*** Opening of ENTRIES SHOWN ***
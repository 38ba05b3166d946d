use std::ffi::OsStr;
use std::fs;
use std::os::unix::ffi::OsStrExt;
use std::os::unix::fs::PermissionsExt;
use std::path::Path;

use crate::error::{Error, IoResultExt, Result};
use crate::object::{read_object, Object, ObjectKind};
use crate::repo::Repository;
use crate::resolve::find_object;
use crate::types::Tree;

/// materialize a tree-ish into an empty directory
///
/// `name` may be a commit, an annotated tag, or a tree; type-following
/// descends to the tree either way
pub fn checkout(repo: &Repository, name: &str, target: &Path) -> Result<()> {
    let tree_id = find_object(repo, name, Some(ObjectKind::Tree), true)?;
    let tree = crate::object::read_tree(repo, &tree_id)?;

    if target.exists() {
        if !target.is_dir() {
            return Err(Error::NotADirectory(target.to_path_buf()));
        }
        if target.read_dir().with_path(target)?.next().is_some() {
            return Err(Error::NotEmpty(target.to_path_buf()));
        }
    } else {
        fs::create_dir_all(target).with_path(target)?;
    }

    checkout_tree(repo, &tree, target)
}

fn checkout_tree(repo: &Repository, tree: &Tree, target: &Path) -> Result<()> {
    for entry in tree.entries() {
        let dest = target.join(OsStr::from_bytes(&entry.name));

        match read_object(repo, &entry.id)? {
            Object::Tree(subtree) => {
                fs::create_dir(&dest).with_path(&dest)?;
                checkout_tree(repo, &subtree, &dest)?;
            }
            Object::Blob(data) => {
                fs::write(&dest, &data).with_path(&dest)?;
                if entry.mode == b"100755" {
                    fs::set_permissions(&dest, fs::Permissions::from_mode(0o755))
                        .with_path(&dest)?;
                }
            }
            other => {
                // commits (gitlinks) and tags cannot be materialized
                return Err(Error::TypeMismatch {
                    id: entry.id,
                    expected: ObjectKind::Blob,
                    actual: other.kind(),
                });
            }
        }
    }
    Ok(())
}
*** Close of ENTRIES SHOWN ***
#### [BRIEF]
Only one part of the material above is to be transcribed, namely the lines starting with the line that has "use std::os::unix::ffi::OsStrExt;" and going on through the line that has "cannot be materialized", exactly as they stand.

#### [RESULT OF THE TASK]
use std::os::unix::ffi::OsStrExt;
use std::os::unix::fs::PermissionsExt;
use std::path::Path;

use crate::error::{Error, IoResultExt, Result};
use crate::object::{read_object, Object, ObjectKind};
use crate::repo::Repository;
use crate::resolve::find_object;
use crate::types::Tree;

/// materialize a tree-ish into an empty directory
///
/// `name` may be a commit, an annotated tag, or a tree; type-following
/// descends to the tree either way
pub fn checkout(repo: &Repository, name: &str, target: &Path) -> Result<()> {
    let tree_id = find_object(repo, name, Some(ObjectKind::Tree), true)?;
    let tree = crate::object::read_tree(repo, &tree_id)?;

    if target.exists() {
        if !target.is_dir() {
            return Err(Error::NotADirectory(target.to_path_buf()));
        }
        if target.read_dir().with_path(target)?.next().is_some() {
            return Err(Error::NotEmpty(target.to_path_buf()));
        }
    } else {
        fs::create_dir_all(target).with_path(target)?;
    }

    checkout_tree(repo, &tree, target)
}

fn checkout_tree(repo: &Repository, tree: &Tree, target: &Path) -> Result<()> {
    for entry in tree.entries() {
        let dest = target.join(OsStr::from_bytes(&entry.name));

        match read_object(repo, &entry.id)? {
            Object::Tree(subtree) => {
                fs::create_dir(&dest).with_path(&dest)?;
                checkout_tree(repo, &subtree, &dest)?;
            }
            Object::Blob(data) => {
                fs::write(&dest, &data).with_path(&dest)?;
                if entry.mode == b"100755" {
                    fs::set_permissions(&dest, fs::Permissions::from_mode(0o755))
                        .with_path(&dest)?;
                }
            }
            other => {
                // commits (gitlinks) and tags cannot be materialized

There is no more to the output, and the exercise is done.